Late last month we witnessed the closing of Toys R Us, the retail giant where I spent many hours purchasing the latest toys during my girls’ childhood years. That little jingle: “I want to be a toys r us kid” still resonates in my memory banks. And although I am saddened by the demise of this once robust purveyor of toys to the ease of today’s one click shopping, it reminded me that children’s play can be found outside the confines of manufactured toys. Garden spaces offer hours of valuable “kids gardening lessons” for the developing child.

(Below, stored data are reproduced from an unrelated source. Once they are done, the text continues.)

/// Errors that can occur opening or using a link transport.
#[derive(Debug, thiserror::Error)]
pub enum TransportError {
    /// The endpoint string could not be parsed.
    #[error("invalid endpoint {endpoint:?}: {reason}")]
    InvalidEndpoint { endpoint: String, reason: String },

    /// Failed to open the serial device.
    #[error("failed to open serial device {device}: {source}")]
    Serial {
        device: String,
        source: serialport::Error,
    },

    /// Failed to connect to a TCP endpoint.
    #[error("failed to connect to {addr}: {source}")]
    Connect {
        addr: String,
        source: std::io::Error,
    },

    /// An I/O error occurred on the stream.
    #[error("link I/O error: {0}")]
    Io(#[from] std::io::Error),

    /// The remote side closed the stream.
    #[error("connection closed by peer")]
    Closed,
}

pub type Result<T> = std::result::Result<T, TransportError>;
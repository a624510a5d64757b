use std::io::{ErrorKind, Read, Write};
use std::net::{SocketAddr, TcpStream, ToSocketAddrs};
use std::time::{Duration, Instant};

use tracing::info;

use crate::error::{Result, TransportError};
use crate::traits::LinkStream;

/// TCP byte-stream link.
///
/// Covers bench rigs that expose the controller UART through a ser2net-style
/// raw TCP bridge, and the loopback rigs used in tests. The socket runs in
/// non-blocking mode; frames are tiny, so Nagle stays off.
pub struct TcpLink {
    stream: TcpStream,
    peer: SocketAddr,
}

impl TcpLink {
    const CONNECT_TIMEOUT: Duration = Duration::from_secs(2);
    /// Upper bound on one `write_all`; the control loop must never stall a
    /// full tick behind a congested socket.
    const WRITE_TIMEOUT: Duration = Duration::from_millis(50);

    /// Connect to `addr` (`host:port`).
    pub fn connect(addr: &str) -> Result<Self> {
        let peer = addr
            .to_socket_addrs()
            .map_err(|e| TransportError::Connect {
                addr: addr.to_string(),
                source: e,
            })?
            .next()
            .ok_or_else(|| TransportError::InvalidEndpoint {
                endpoint: addr.to_string(),
                reason: "no address resolved".to_string(),
            })?;

        let stream = TcpStream::connect_timeout(&peer, Self::CONNECT_TIMEOUT).map_err(|e| {
            TransportError::Connect {
                addr: addr.to_string(),
                source: e,
            }
        })?;
        stream.set_nodelay(true)?;
        stream.set_nonblocking(true)?;

        info!(%peer, "tcp link open");

        Ok(Self { stream, peer })
    }

    pub fn peer_addr(&self) -> SocketAddr {
        self.peer
    }
}

impl LinkStream for TcpLink {
    fn read(&mut self, buf: &mut [u8]) -> Result<usize> {
        match self.stream.read(buf) {
            // EOF on TCP means the peer is gone, unlike the idle Ok(0).
            Ok(0) => Err(TransportError::Closed),
            Ok(n) => Ok(n),
            Err(e) if e.kind() == ErrorKind::WouldBlock => Ok(0),
            Err(e) if e.kind() == ErrorKind::Interrupted => Ok(0),
            Err(e) => Err(e.into()),
        }
    }

    fn write_all(&mut self, buf: &[u8]) -> Result<()> {
        let deadline = Instant::now() + Self::WRITE_TIMEOUT;
        let mut written = 0;
        while written < buf.len() {
            match self.stream.write(&buf[written..]) {
                Ok(0) => return Err(TransportError::Closed),
                Ok(n) => written += n,
                Err(e) if e.kind() == ErrorKind::Interrupted => continue,
                Err(e) if e.kind() == ErrorKind::WouldBlock => {
                    if Instant::now() >= deadline {
                        return Err(e.into());
                    }
                    std::thread::sleep(Duration::from_micros(200));
                }
                Err(e) => return Err(e.into()),
            }
        }
        Ok(())
    }

    fn flush(&mut self) -> Result<()> {
        self.stream.flush()?;
        Ok(())
    }
}

impl std::fmt::Debug for TcpLink {
    fn fmt(&self, f: &mut std::fmt::Formatter<'_>) -> std::fmt::Result {
        f.debug_struct("TcpLink").field("peer", &self.peer).finish()
    }
}
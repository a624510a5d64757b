use crate::error::Result;

/// A connected duplex byte channel to the drive controller.
///
/// Reads never wait for data: `read` returns `Ok(0)` when the channel is
/// idle, so a caller on a fixed tick can drain whatever has arrived and move
/// on. Writes push the whole buffer within a short bounded time or fail.
/// `TransportError::Closed` from either direction means the link is gone and
/// must be reopened.
pub trait LinkStream: Send {
    /// Read pending bytes, up to `buf.len()`. `Ok(0)` means nothing is
    /// currently available, not end of stream.
    fn read(&mut self, buf: &mut [u8]) -> Result<usize>;

    /// Write the whole buffer.
    fn write_all(&mut self, buf: &[u8]) -> Result<()>;

    /// Push any transport-level buffering toward the device.
    fn flush(&mut self) -> Result<()>;
}
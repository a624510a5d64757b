//! Bridge demo against a scripted in-process controller.
//!
//! Run with:
//!   cargo run --example fake-controller
//!
//! A MemoryLink stands in for the UART. The far end plays the drive
//! firmware: it decodes each velocity command and answers with a
//! telemetry frame whose wheel targets track the command.

use std::sync::Arc;
use std::thread;
use std::time::{Duration, Instant};

use bytes::BytesMut;

use roverlink::bridge::{
    ArbiterConfig, CommandArbiter, ControlLoop, LinkConfig, LinkDriver, LoopConfig,
};
use roverlink::frame::{StreamDecoder, Telemetry, VelocityCommand};
use roverlink::transport::{LinkStream, MemoryLink};

fn main() -> Result<(), Box<dyn std::error::Error>> {
    let (near, mut far) = MemoryLink::pair();
    let driver = LinkDriver::from_stream(Box::new(near), LinkConfig::default());
    let arbiter = Arc::new(CommandArbiter::new(ArbiterConfig::default()));
    let handle =
        ControlLoop::new(driver, Arc::clone(&arbiter), LoopConfig::default()).spawn()?;

    let firmware = thread::spawn(move || {
        let mut decoder = StreamDecoder::new();
        let mut chunk = [0u8; 256];
        let mut seen = 0u32;
        let deadline = Instant::now() + Duration::from_secs(2);
        while Instant::now() < deadline {
            match far.read(&mut chunk) {
                Ok(0) => thread::sleep(Duration::from_millis(5)),
                Ok(n) => decoder.extend(&chunk[..n]),
                Err(_) => break,
            }
            while let Some(frame) = decoder.next_frame() {
                let Ok(cmd) = VelocityCommand::try_from(&frame) else {
                    continue;
                };
                seen += 1;
                eprintln!(
                    "[firmware] command #{seen}: {:.2} m/s, {:.2} rad/s",
                    cmd.linear_mps, cmd.angular_rps
                );
                let rpm = cmd.linear_mps * 100.0;
                let reply = Telemetry {
                    left_target_rpm: rpm,
                    right_target_rpm: rpm,
                    battery_voltage: 12.4,
                    ..Telemetry::default()
                };
                let mut buf = BytesMut::new();
                if reply.encode_framed(&mut buf).is_ok() {
                    let _ = far.write_all(&buf);
                }
            }
        }
        seen
    });

    // Drive forward for a second, steering teleop at 10 Hz.
    for i in 0..10 {
        arbiter.submit_teleop(0.3, 0.05 * i as f32)?;
        thread::sleep(Duration::from_millis(100));
    }

    let snap = arbiter.snapshot(Instant::now());
    eprintln!(
        "[host] mode={} telemetry_valid={} frames={}",
        snap.mode.name(),
        snap.telemetry.valid,
        snap.link.stats.frames_decoded
    );

    handle.stop();
    let answered = firmware.join().expect("firmware thread should not panic");
    eprintln!("[host] firmware answered {answered} commands");
    Ok(())
}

The natural flow of the all season garden can offer a child the visual, touch and movement that far surpasses the sensory experiences provided by the plastic manufactured toy. Early this spring, I discovered my granddaughter preferred to find the emerging crocus in my garden bed over the overpriced shape sorter with bells and whistles!. I found it fascinating at 10 months old, to observe her natural instinct to grasp and bring the flower up to her nose for the sensory experience. As an adult we often over look the simplest of things a garden can offer our growing children.
At this moment in time. the early summer garden can be a host for interactive kids gardening activities using play to learn and grow. Although the late spring bulbs of the allium are spent and their colors browned by the summer sun, a stake and some funky colored spray paint makes the flower heads an eye catching focal for kids to see in the garden. Yesterday I painted the allium at the Children’s Museum of Saratoga Springs. I was immediately rewarded with the delighted response of children seeing this neon colored spike as they ascended the steps of the museum.
Blending edibles into your garden beds can teach a child the oh so lost art of patience! The lightening speed and immediate gratification offered by today’s technology based learning has nearly eliminated the need to be still and wait. (you may remember that early learned virtuous skill before the advent of handing kids touch screen devices to bide their time) Kids can observe the stages of the developing veggies from flower to fruit and ripening in days/weeks not gigahertz (GHz). Watching that blueberry turn from green to a ripe bluish purple before plucking it from the bush and popping it in their mouth is a childhood memory not to be missed. Now that is a real lesson in developing patience and observation skills. In my gardens we have transitioned from watching and waiting amid the strawberry beds to the blueberry and raspberry bushes. This week my granddaughter will pick blueberries for one of her favorite Poppi-made breakfasts, blueberry pancakes.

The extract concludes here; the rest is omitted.